=== WHAT YOU ARE ASKED TO DO ===
Go through the entries below. Copy each line in which "spoken" appears.
── RECORDS SUPPLIED
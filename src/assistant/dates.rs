//! Light normalization + parsing for spoken date/time clauses like
//! "11th December 2025 at 12 pm" or "January 10". Only the two shapes the
//! voice flows produce (day-month and month-day) are recognized.

use chrono::{NaiveDate, NaiveDateTime, NaiveTime};
use regex::Regex;
use std::sync::OnceLock;

fn ordinal_re() -> &'static Regex {
    static RE: OnceLock<Regex> = OnceLock::new();
    RE.get_or_init(|| Regex::new(r"\b(\d{1,2})(?:st|nd|rd|th)\b").unwrap())
}

fn is_time_re() -> &'static Regex {
    static RE: OnceLock<Regex> = OnceLock::new();
    RE.get_or_init(|| Regex::new(r"\bis\s+(\d)").unwrap())
}

fn meridiem_re() -> &'static Regex {
    static RE: OnceLock<Regex> = OnceLock::new();
    RE.get_or_init(|| Regex::new(r"\b([ap])\.?\s*m\.?\b").unwrap())
}

fn day_month_re() -> &'static Regex {
    static RE: OnceLock<Regex> = OnceLock::new();
    RE.get_or_init(|| {
        Regex::new(
            r"\b(?P<day>\d{1,2})\s+(?P<month>jan|feb|mar|apr|may|jun|jul|aug|sep|oct|nov|dec)[a-z]*\.?(?:,?\s+(?P<year>\d{4}))?",
        )
        .unwrap()
    })
}

fn month_day_re() -> &'static Regex {
    static RE: OnceLock<Regex> = OnceLock::new();
    RE.get_or_init(|| {
        Regex::new(
            r"\b(?P<month>jan|feb|mar|apr|may|jun|jul|aug|sep|oct|nov|dec)[a-z]*\.?\s+(?P<day>\d{1,2})\b(?:,?\s+(?P<year>\d{4}))?",
        )
        .unwrap()
    })
}

fn time_re() -> &'static Regex {
    static RE: OnceLock<Regex> = OnceLock::new();
    RE.get_or_init(|| {
        Regex::new(r"\b(?:at\s+)?(?P<h>\d{1,2})(?::(?P<min>\d{2}))?\s*(?P<mer>am|pm)\b|\bat\s+(?P<h2>\d{1,2})(?::(?P<min2>\d{2}))?\b")
            .unwrap()
    })
}

/// Normalizes a spoken date clause: lowercase, ordinal suffixes stripped
/// ("11th" -> "11"), "is 4pm" -> "at 4pm", "p.m." -> "pm".
pub fn normalize(raw: &str) -> String {
    let lower = raw.trim().to_lowercase();
    let no_ordinals = ordinal_re().replace_all(&lower, "$1");
    let at_time = is_time_re().replace_all(&no_ordinals, "at $1");
    meridiem_re().replace_all(&at_time, "${1}m").into_owned()
}

/// Parses a normalized clause into a date-time. A missing year resolves to
/// `default_year`, a missing time to midnight. Returns None when no
/// recognizable date is present or the day is out of range for the month.
pub fn parse_normalized(text: &str, default_year: i32) -> Option<NaiveDateTime> {
    let cap = day_month_re()
        .captures(text)
        .or_else(|| month_day_re().captures(text))?;
    let day: u32 = cap.name("day")?.as_str().parse().ok()?;
    let month = month_number(cap.name("month")?.as_str())?;
    let year: Option<i32> = cap.name("year").and_then(|y| y.as_str().parse().ok());
    let date_end = cap.get(0)?.end();

    let date = NaiveDate::from_ymd_opt(year.unwrap_or(default_year), month, day)?;
    let time = parse_time(&text[date_end..]).unwrap_or(NaiveTime::MIN);
    Some(date.and_time(time))
}

/// Normalize + parse in one step, for raw utterances.
pub fn extract_datetime(raw: &str, default_year: i32) -> Option<NaiveDateTime> {
    parse_normalized(&normalize(raw), default_year)
}

fn parse_time(rest: &str) -> Option<NaiveTime> {
    let cap = time_re().captures(rest)?;
    let (h, min, mer) = if let Some(h) = cap.name("h") {
        (
            h.as_str().parse::<u32>().ok()?,
            cap.name("min").map_or(0, |m| m.as_str().parse().unwrap_or(0)),
            cap.name("mer").map(|m| m.as_str()),
        )
    } else {
        (
            cap.name("h2")?.as_str().parse::<u32>().ok()?,
            cap.name("min2").map_or(0, |m| m.as_str().parse().unwrap_or(0)),
            None,
        )
    };

    let hour = match mer {
        Some("pm") if h != 12 => h + 12,
        Some("am") if h == 12 => 0,
        _ => h,
    };
    NaiveTime::from_hms_opt(hour, min, 0)
}

fn month_number(prefix: &str) -> Option<u32> {
    Some(match prefix {
        "jan" => 1,
        "feb" => 2,
        "mar" => 3,
        "apr" => 4,
        "may" => 5,
        "jun" => 6,
        "jul" => 7,
        "aug" => 8,
        "sep" => 9,
        "oct" => 10,
        "nov" => 11,
        "dec" => 12,
        _ => return None,
    })
}

#[cfg(test)]
mod tests {
    use super::*;

    fn dt(y: i32, mo: u32, d: u32, h: u32, mi: u32) -> NaiveDateTime {
        NaiveDate::from_ymd_opt(y, mo, d)
            .unwrap()
            .and_time(NaiveTime::from_hms_opt(h, mi, 0).unwrap())
    }

    #[test]
    fn day_month_year_with_noon() {
        assert_eq!(
            extract_datetime("11 December 2025 at 12 pm", 2026),
            Some(dt(2025, 12, 11, 12, 0))
        );
    }

    #[test]
    fn ordinals_and_is_are_normalized() {
        assert_eq!(
            normalize("11th December 2025 is 4 P.M."),
            "11 december 2025 at 4 pm"
        );
        assert_eq!(
            extract_datetime("11th December 2025 is 4 P.M.", 2026),
            Some(dt(2025, 12, 11, 16, 0))
        );
    }

    #[test]
    fn month_day_without_year_uses_default() {
        assert_eq!(
            extract_datetime("December 5", 2026),
            Some(dt(2026, 12, 5, 0, 0))
        );
        assert_eq!(
            extract_datetime("on 5th January", 2026),
            Some(dt(2026, 1, 5, 0, 0))
        );
    }

    #[test]
    fn am_pm_arithmetic() {
        assert_eq!(
            extract_datetime("3 March at 12 am", 2026),
            Some(dt(2026, 3, 3, 0, 0))
        );
        assert_eq!(
            extract_datetime("3 March at 9:30 pm", 2026),
            Some(dt(2026, 3, 3, 21, 30))
        );
        assert_eq!(
            extract_datetime("3 March at 14:00", 2026),
            Some(dt(2026, 3, 3, 14, 0))
        );
    }

    #[test]
    fn unparseable_clauses_yield_none() {
        assert_eq!(extract_datetime("sometime next week maybe", 2026), None);
        assert_eq!(extract_datetime("", 2026), None);
        // day out of range for the month
        assert_eq!(extract_datetime("35 December 2025", 2026), None);
    }
}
────
=== SOLUTION ===
//! Light normalization + parsing for spoken date/time clauses like
/// Normalizes a spoken date clause: lowercase, ordinal suffixes stripped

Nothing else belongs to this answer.